半導体不足で価格転嫁、スマホにも迫る値上げの波グローバルファウンドリーズのシンガポール工場で製造されているシリコンチップ Photo: Edwin  Cheng for The Wall Street Journal

 世界的な半導体不足はノートパソコンやプリンターの価格を押し上げているが、スマートフォンなど他の売れ筋商品にも影響が波及する恐れが出ている。

 半導体業界が需要増加への対応と供給不足の解消を急ぐ中、半導体の主要材料やサプライヤーを通して雪だるま式に値上げの波が広がっている。このため、世界の大手半導体メーカーの多くがパソコンなどの端末メーカー向け価格を引き上げている。業界関係者からは値上げが続く可能性を指摘する声も聞かれる。
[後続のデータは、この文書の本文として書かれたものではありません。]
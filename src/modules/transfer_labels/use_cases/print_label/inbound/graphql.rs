use async_graphql::{Context, Object, Result as GqlResult, SimpleObject};

use crate::modules::transfer_labels::use_cases::print_label::composer::BarcodeStatus;
use crate::modules::transfer_labels::use_cases::print_label::format::PrintFormat;
use crate::shell::state::AppState;

#[derive(SimpleObject)]
pub struct PrintResult {
    pub job_id: String,
    pub html: String,
    pub barcode_ready: bool,
    pub print_requested: bool,
}

#[derive(Default)]
pub struct PrintLabelMutation;

#[Object]
impl PrintLabelMutation {
    /// `format` is `label` (or `etiqueta`) or `a4`.
    async fn print_label(
        &self,
        context: &Context<'_>,
        format: Option<String>,
        quantity_pieces: Option<String>,
        invoice_number: Option<String>,
    ) -> GqlResult<PrintResult> {
        let state = context.data_unchecked::<AppState>();
        let format = match format {
            Some(raw) => raw.parse::<PrintFormat>()?,
            None => PrintFormat::default(),
        };

        let session = state.queries.current_state().await?;
        let record = session
            .current_record()
            .ok_or_else(|| async_graphql::Error::new("no transfer record to print"))?;
        let extension = state.label_extension(quantity_pieces, invoice_number);

        let outcome = state
            .print_composer
            .print(record, &extension, format)
            .await?;
        let sheet = state
            .print_context
            .take(outcome.job_id)
            .await
            .ok_or_else(|| async_graphql::Error::new("print window closed"))?;
        let html = sheet
            .document
            .map(|document| document.to_html(sheet.print_requested))
            .ok_or_else(|| async_graphql::Error::new("print window has no document"))?;

        Ok(PrintResult {
            job_id: outcome.job_id.to_string(),
            html,
            barcode_ready: outcome.barcode == BarcodeStatus::Ready,
            print_requested: outcome.print_requested,
        })
    }
}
 消費者も負担を感じ始めている。一部ノートPCの人気モデルはここ2カ月で価格が上昇し、小売店ではその他の電子機器も値段が上がっている。価格追跡サイトのKeepaによると、台湾のPC大手、華碩電脳(エイスーステック・コンピューター)によるビデオゲーマー向けのノートPCはアマゾン・ドット・コムでベストセラーとなっているが、今月に入り900ドル(約9万9200円)から950ドルに値上がりした。HP製のノートPC「クロームブック」の価格は6月初頭に250ドルとなり、それまでの220ドルから上昇した。

 バーンスタイン・リサーチによると、HPはここ1年で消費者向けPC価格を8%、プリンター価格を20%超それぞれ引き上げた。HPのエンリケ・ロレス最高経営責任者(CEO)はこうした値上げについて、部品不足によるものであり、コスト増を反映してさらに価格を調整する可能性があると述べている。

 他のPCメーカーも同様の見解を示している。デル・テクノロジーズのトマス・スイート最高財務責任者(CFO)は最近の決算発表に伴う電話会見で「部品コストの上昇を考慮しつつ、適切に価格を調整する」と述べた。また、エイスーステックのある幹部は5月、部品コストの上昇を価格に反映させていると明かしていた。